*Material supplied*:
<<<<
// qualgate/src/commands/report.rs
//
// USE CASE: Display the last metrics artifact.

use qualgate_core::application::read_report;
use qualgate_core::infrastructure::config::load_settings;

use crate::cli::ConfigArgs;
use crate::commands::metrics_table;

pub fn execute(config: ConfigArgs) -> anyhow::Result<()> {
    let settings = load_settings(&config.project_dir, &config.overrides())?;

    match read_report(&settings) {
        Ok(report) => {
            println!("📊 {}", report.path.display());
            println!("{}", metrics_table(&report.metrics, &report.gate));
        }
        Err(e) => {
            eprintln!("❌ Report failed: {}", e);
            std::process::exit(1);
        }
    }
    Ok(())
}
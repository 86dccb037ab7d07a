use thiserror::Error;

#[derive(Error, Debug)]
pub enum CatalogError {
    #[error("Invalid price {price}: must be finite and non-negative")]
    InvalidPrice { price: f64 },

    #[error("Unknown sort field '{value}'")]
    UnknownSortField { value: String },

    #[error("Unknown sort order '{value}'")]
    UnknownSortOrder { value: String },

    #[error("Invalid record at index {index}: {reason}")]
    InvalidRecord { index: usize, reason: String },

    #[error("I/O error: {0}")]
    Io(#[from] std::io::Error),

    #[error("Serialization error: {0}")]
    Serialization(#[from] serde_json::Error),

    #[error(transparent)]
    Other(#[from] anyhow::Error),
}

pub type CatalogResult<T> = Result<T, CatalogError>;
>>>>
*Task to carry out*: From the first line to the last, copy the data exactly.

*Solution for this exercise*:
// qualgate/src/commands/report.rs
//
// USE CASE: Display the last metrics artifact.

use qualgate_core::application::read_report;
use qualgate_core::infrastructure::config::load_settings;

use crate::cli::ConfigArgs;
use crate::commands::metrics_table;

pub fn execute(config: ConfigArgs) -> anyhow::Result<()> {
    let settings = load_settings(&config.project_dir, &config.overrides())?;

    match read_report(&settings) {
        Ok(report) => {
            println!("📊 {}", report.path.display());
            println!("{}", metrics_table(&report.metrics, &report.gate));
        }
        Err(e) => {
            eprintln!("❌ Report failed: {}", e);
            std::process::exit(1);
        }
    }
    Ok(())
}
repository 86dccb037ab7d07a
use thiserror::Error;

#[derive(Error, Debug)]
pub enum CatalogError {
    #[error("Invalid price {price}: must be finite and non-negative")]
    InvalidPrice { price: f64 },

    #[error("Unknown sort field '{value}'")]
    UnknownSortField { value: String },

    #[error("Unknown sort order '{value}'")]
    UnknownSortOrder { value: String },

    #[error("Invalid record at index {index}: {reason}")]
    InvalidRecord { index: usize, reason: String },

    #[error("I/O error: {0}")]
    Io(#[from] std::io::Error),

    #[error("Serialization error: {0}")]
    Serialization(#[from] serde_json::Error),

    #[error(transparent)]
    Other(#[from] anyhow::Error),
}

pub type CatalogResult<T> = Result<T, CatalogError>;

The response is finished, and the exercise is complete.